> [Task directions] Only the lines of the data holding the string "RetrievalResultItem" need to be returned.

***** Data provided *****

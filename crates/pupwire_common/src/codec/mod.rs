//! Conversion between [`Message`](crate::Message) values and raw frames.
//!
//! [`LwpCodec`] implements the `codee` encoder and decoder traits so it can be
//! handed to anything that is generic over a codec.

mod binary;

pub use binary::LwpCodec;
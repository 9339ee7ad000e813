//! Tool retrieval core: hybrid dense-vector + lexical-keyword + semantic +
//! hierarchical-tag retrieval, fused via weighted-normalized scoring with
//! RRF telemetry, gated by three-tier progressive disclosure, backed by a
//! query-result cache, a disclosure-content cache, and a pooled,
//! health-checked vector-store connection over an auto-tuned IVF-PQ index.
//!
//! - [`engine::HybridRetrievalEngine`] — the primary entry point
//! - [`fusion`] — unified scoring / RRF-telemetry fusion
//! - [`disclosure`] — progressive disclosure decision + content building
//! - [`tag_hierarchy`] — hierarchical tag matching with alias expansion
//! - [`cache`] — query-result cache and disclosure-content cache
//! - [`vector_store`] / [`vector_index`] — vector-store driver contract and
//!   the adaptive IVF-PQ index manager
//! - [`pool`] — path-keyed, health-checked connection pool
//!
//! Feature flags:
//! - `lancedb-store` — the concrete LanceDB-backed [`vector_store`] driver

#![forbid(unsafe_code)]

pub mod cache;
pub mod config;
pub mod disclosure;
pub mod engine;
pub mod error;
pub mod fusion;
pub mod metrics;
pub mod pool;
pub mod tag_hierarchy;
pub mod tool_record;
pub mod vector_index;
pub mod vector_store;

pub use cache::{disclosure_cache_key, query_cache_key, CacheConfig, CacheMetrics, DisclosureCache, QueryCache};
pub use config::{
    DisclosureCacheConfig, DisclosureConfig, DisclosureStrategy, DisclosureThresholds, MethodWeights,
    ParallelLoadConfig, PoolConfig, RetrievalConfig,
};
pub use disclosure::{
    build_content, estimate_tokens, DisclosureContent, DisclosureDecisionManager, DisclosureLevel, DisclosureReason,
};
pub use engine::{
    EmbeddingProvider, HybridRetrievalEngine, IndexVectorSearch, SearchOptions, ToolEnumerator, VectorSearchProvider,
};
pub use error::{RetrievalError, RetrievalResult};
pub use fusion::{fuse_results, FusionConfig, FusionResult, DEFAULT_RRF_K};
pub use metrics::{MethodTiming, QueryMetrics};
pub use pool::{ConnectionOpener, ConnectionPool, PoolStats};
pub use tag_hierarchy::{TagHierarchy, TagMatchResult, TagMatchingEngine};
pub use tool_record::{MethodScore, RetrievalMethod, RetrievalResultItem, ToolId, ToolRecord, ToolType, UnifiedResult};
pub use vector_index::{IndexConfigOptimizer, IndexSearchHit, OptimizedIndexConfig, OptimizerInput, VectorIndexManager};
pub use vector_store::{
    open_in_memory, DistanceType, InMemoryConnection, InMemoryTable, IvfPqConfig, VectorConnection, VectorSearchHit,
    VectorTable,
};

#[cfg(feature = "lancedb-store")]
pub use vector_store::lance::{LanceStoreConnection, LanceStoreTable};
//! Unified scoring / fusion engine (spec §4.3).
//!
//! Fuses four independently-ranked per-method candidate lists (vector,
//! keyword, semantic, tag) into one unified, deduplicated, diversity-
//! re-ranked list. RRF contributions are retained per item for telemetry,
//! but the unified score itself is a min-max-normalized weighted blend, not
//! a pure RRF sum — see [`fuse_results`].

use std::collections::HashMap;
use std::time::{Duration, Instant};

use serde::{Deserialize, Serialize};

use crate::config::MethodWeights;
use crate::tool_record::{MethodScore, RetrievalMethod, RetrievalResultItem, ToolType, UnifiedResult};

/// Default RRF dampening constant (telemetry only).
pub const DEFAULT_RRF_K: f64 = 60.0;

/// The largest consecutive-pair score gap above which the multi-method
/// adaptive filter cuts the list (spec §4.3 step 7).
const MAX_GAP_CUTOFF: f64 = 0.3;

/// Single-method adaptive filter threshold: original max/min ratio above
/// which low-scoring survivors are dropped (spec §4.3 step 7).
const SINGLE_METHOD_SPREAD_CUTOFF: f64 = 10.0;

/// Configuration consumed by one [`fuse_results`] call; echoed back on the
/// [`FusionResult`] for reproducibility.
#[derive(Debug, Clone, Copy, Serialize, Deserialize)]
pub struct FusionConfig {
    /// Per-method weights for the multi-method blend.
    pub weights: MethodWeights,
    /// RRF dampening constant.
    pub rrf_k: f64,
    /// Minimum unified score survivors must meet after fusion.
    pub min_score: f64,
    /// Result cap applied by the diversity re-ranking pass.
    pub limit: usize,
}

impl Default for FusionConfig {
    fn default() -> Self {
        Self {
            weights: MethodWeights::default(),
            rrf_k: DEFAULT_RRF_K,
            min_score: 0.1,
            limit: 10,
        }
    }
}

/// Per-method min-max normalizes a ranked list's scores to `[0, 1]`. When
/// every score is equal (range = 0), every entry becomes `1.0` (spec §4.3
/// step 2).
fn normalize(scores: &[f64]) -> Vec<f64> {
    if scores.is_empty() {
        return Vec::new();
    }
    let min = scores.iter().copied().fold(f64::INFINITY, f64::min);
    let max = scores.iter().copied().fold(f64::NEG_INFINITY, f64::max);
    let range = max - min;
    if range <= f64::EPSILON {
        return vec![1.0; scores.len()];
    }
    scores.iter().map(|s| (s - min) / range).collect()
}

struct MethodList<'a> {
    method: RetrievalMethod,
    items: &'a [RetrievalResultItem],
    normalized: Vec<f64>,
}

fn index_by_id(items: &[RetrievalResultItem]) -> HashMap<&str, usize> {
    items.iter().enumerate().map(|(i, it)| (it.id.as_str(), i)).collect()
}

/// The result of fusing four per-method lists.
#[derive(Debug, Clone, Serialize, Deserialize)]
pub struct FusionResult {
    /// The fused, deduplicated, diversity-reranked unified list.
    pub results: Vec<UnifiedResult>,
    /// The config snapshot used to produce this result.
    pub config: FusionConfig,
    /// Wall-clock time spent in CPU-only fusion (never suspends).
    #[serde(skip)]
    pub elapsed: Duration,
    /// `union_size - final_size`.
    pub deduplicated_count: usize,
}

/// Fuses the four per-method ranked lists into a single unified list (spec
/// §4.3 `fuse_results`).
#[must_use]
pub fn fuse_results(
    vector: &[RetrievalResultItem],
    keyword: &[RetrievalResultItem],
    semantic: &[RetrievalResultItem],
    tag: &[RetrievalResultItem],
    config: FusionConfig,
) -> FusionResult {
    let started = Instant::now();

    let lists = [
        MethodList {
            method: RetrievalMethod::Vector,
            items: vector,
            normalized: normalize(&vector.iter().map(|i| i.score).collect::<Vec<_>>()),
        },
        MethodList {
            method: RetrievalMethod::Keyword,
            items: keyword,
            normalized: normalize(&keyword.iter().map(|i| i.score).collect::<Vec<_>>()),
        },
        MethodList {
            method: RetrievalMethod::Semantic,
            items: semantic,
            normalized: normalize(&semantic.iter().map(|i| i.score).collect::<Vec<_>>()),
        },
        MethodList {
            method: RetrievalMethod::Tag,
            items: tag,
            normalized: normalize(&tag.iter().map(|i| i.score).collect::<Vec<_>>()),
        },
    ];

    // Step 1: union of ids, preserving first-seen carry-through metadata.
    let mut order: Vec<String> = Vec::new();
    let mut carry: HashMap<String, &RetrievalResultItem> = HashMap::new();
    for list in &lists {
        for item in list.items {
            if !carry.contains_key(&item.id) {
                order.push(item.id.clone());
                carry.insert(item.id.clone(), item);
            }
        }
    }

    let indices: Vec<HashMap<&str, usize>> = lists.iter().map(|l| index_by_id(l.items)).collect();

    // Steps 3-4: per-id, per-method rank/normalized_score/rrf.
    let mut scores_by_id: HashMap<String, HashMap<RetrievalMethod, MethodScore>> = HashMap::new();
    let active_methods = lists.iter().filter(|l| !l.items.is_empty()).count();
    for id in &order {
        let mut per_method = HashMap::new();
        for (list_idx, list) in lists.iter().enumerate() {
            let entry = indices[list_idx].get(id.as_str()).map(|&pos| {
                let rank = (pos + 1) as u32;
                let normalized_score = list.normalized[pos];
                let rrf_contribution = 1.0 / (config.rrf_k + f64::from(rank));
                MethodScore {
                    rank,
                    normalized_score,
                    rrf_contribution,
                }
            });
            per_method.insert(list.method, entry.unwrap_or_default());
        }
        scores_by_id.insert(id.clone(), per_method);
    }

    // Step 5: unified score.
    let weight_of = |m: RetrievalMethod| -> f64 {
        match m {
            RetrievalMethod::Vector => config.weights.vector,
            RetrievalMethod::Keyword => config.weights.keyword,
            RetrievalMethod::Semantic => config.weights.semantic,
            RetrievalMethod::Tag => config.weights.tag,
        }
    };
    let weight_sum: f64 = RetrievalMethod::all().iter().map(|&m| weight_of(m)).sum();

    let mut unified: Vec<UnifiedResult> = order
        .iter()
        .map(|id| {
            let per_method = &scores_by_id[id];
            let unified_score = if active_methods <= 1 {
                per_method.values().map(|s| s.normalized_score).fold(0.0, f64::max)
            } else {
                let weighted: f64 = RetrievalMethod::all()
                    .iter()
                    .map(|&m| per_method[&m].normalized_score * weight_of(m))
                    .sum();
                if weight_sum > 0.0 {
                    weighted / weight_sum
                } else {
                    0.0
                }
            };

            let item = carry[id];
            UnifiedResult {
                id: id.clone(),
                name: item.name.clone().unwrap_or_default(),
                description: item.description.clone().unwrap_or_default(),
                unified_score,
                scores: per_method.clone(),
                tags: item.tags.clone(),
                tool_type: item.tool_type.unwrap_or(ToolType::Builtin),
                path: item.path.clone(),
                version: item.version.clone(),
                metadata: item.metadata.clone(),
                disclosure: None,
            }
        })
        .collect();

    // Step 6: sort descending by unified_score.
    unified.sort_by(|a, b| b.unified_score.partial_cmp(&a.unified_score).unwrap_or(std::cmp::Ordering::Equal));

    // Step 7: adaptive filtering.
    let union_size = unified.len();
    if active_methods >= 2 {
        if let Some(cut_at) = largest_gap_cut_index(&unified) {
            unified.truncate(cut_at);
        }
    } else if active_methods == 1 {
        let contributing = lists.iter().find(|l| !l.items.is_empty());
        if let Some(list) = contributing {
            let raw_max = list.items.iter().map(|i| i.score).fold(f64::NEG_INFINITY, f64::max);
            let raw_min = list.items.iter().map(|i| i.score).fold(f64::INFINITY, f64::min);
            let spread_triggers = raw_min > 0.0 && raw_max / raw_min > SINGLE_METHOD_SPREAD_CUTOFF;
            if spread_triggers {
                unified.retain(|r| r.unified_score >= config.min_score);
            }
        }
    }

    // Step 8: dedup by id (first occurrence wins) — the union-building pass
    // above already guarantees uniqueness, so this is a no-op safeguard.
    let mut seen = std::collections::HashSet::new();
    unified.retain(|r| seen.insert(r.id.clone()));

    // Step 9: diversity re-ranking.
    let final_list = diversify(unified, config.limit);

    FusionResult {
        deduplicated_count: union_size.saturating_sub(final_list.len()),
        results: final_list,
        config,
        elapsed: started.elapsed(),
    }
}

/// Finds the first index after the largest consecutive-pair gap, i.e. the
/// cut point such that everything before (and including) the gap survives
/// (spec §4.3 step 7, multi-method case).
fn largest_gap_cut_index(sorted_desc: &[UnifiedResult]) -> Option<usize> {
    if sorted_desc.len() < 2 {
        return None;
    }
    let mut max_gap = 0.0;
    let mut cut_at = sorted_desc.len();
    for i in 0..sorted_desc.len() - 1 {
        let gap = sorted_desc[i].unified_score - sorted_desc[i + 1].unified_score;
        if gap > max_gap {
            max_gap = gap;
            cut_at = i + 1;
        }
    }
    if max_gap > MAX_GAP_CUTOFF {
        Some(cut_at)
    } else {
        None
    }
}

/// Re-ranks a deduplicated, score-sorted list for `tool_type` diversity
/// (spec §4.3 step 9): while the selection is shorter than `limit / 2`,
/// prefer introducing an unseen tool type; once that half fills, append the
/// remainder in score order up to `limit`; finally re-sort by score desc.
fn diversify(sorted_desc: Vec<UnifiedResult>, limit: usize) -> Vec<UnifiedResult> {
    if limit == 0 || sorted_desc.is_empty() {
        return sorted_desc.into_iter().take(limit).collect();
    }

    let half = limit / 2;
    let mut selected: Vec<UnifiedResult> = Vec::new();
    let mut seen_types = std::collections::HashSet::new();
    let mut remaining: Vec<UnifiedResult> = Vec::new();

    for item in sorted_desc {
        if selected.len() < half && seen_types.insert(item.tool_type) {
            selected.push(item);
        } else {
            remaining.push(item);
        }
    }

    for item in remaining {
        if selected.len() >= limit {
            break;
        }
        selected.push(item);
    }

    selected.sort_by(|a, b| b.unified_score.partial_cmp(&a.unified_score).unwrap_or(std::cmp::Ordering::Equal));
    selected.truncate(limit);
    selected
}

*****

> [Exercise answer]
pub use tool_record::{MethodScore, RetrievalMethod, RetrievalResultItem, ToolId, ToolRecord, ToolType, UnifiedResult};
use crate::tool_record::{MethodScore, RetrievalMethod, RetrievalResultItem, ToolType, UnifiedResult};
    items: &'a [RetrievalResultItem],
fn index_by_id(items: &[RetrievalResultItem]) -> HashMap<&str, usize> {
    vector: &[RetrievalResultItem],
    keyword: &[RetrievalResultItem],
    semantic: &[RetrievalResultItem],
    tag: &[RetrievalResultItem],
    let mut carry: HashMap<String, &RetrievalResultItem> = HashMap::new();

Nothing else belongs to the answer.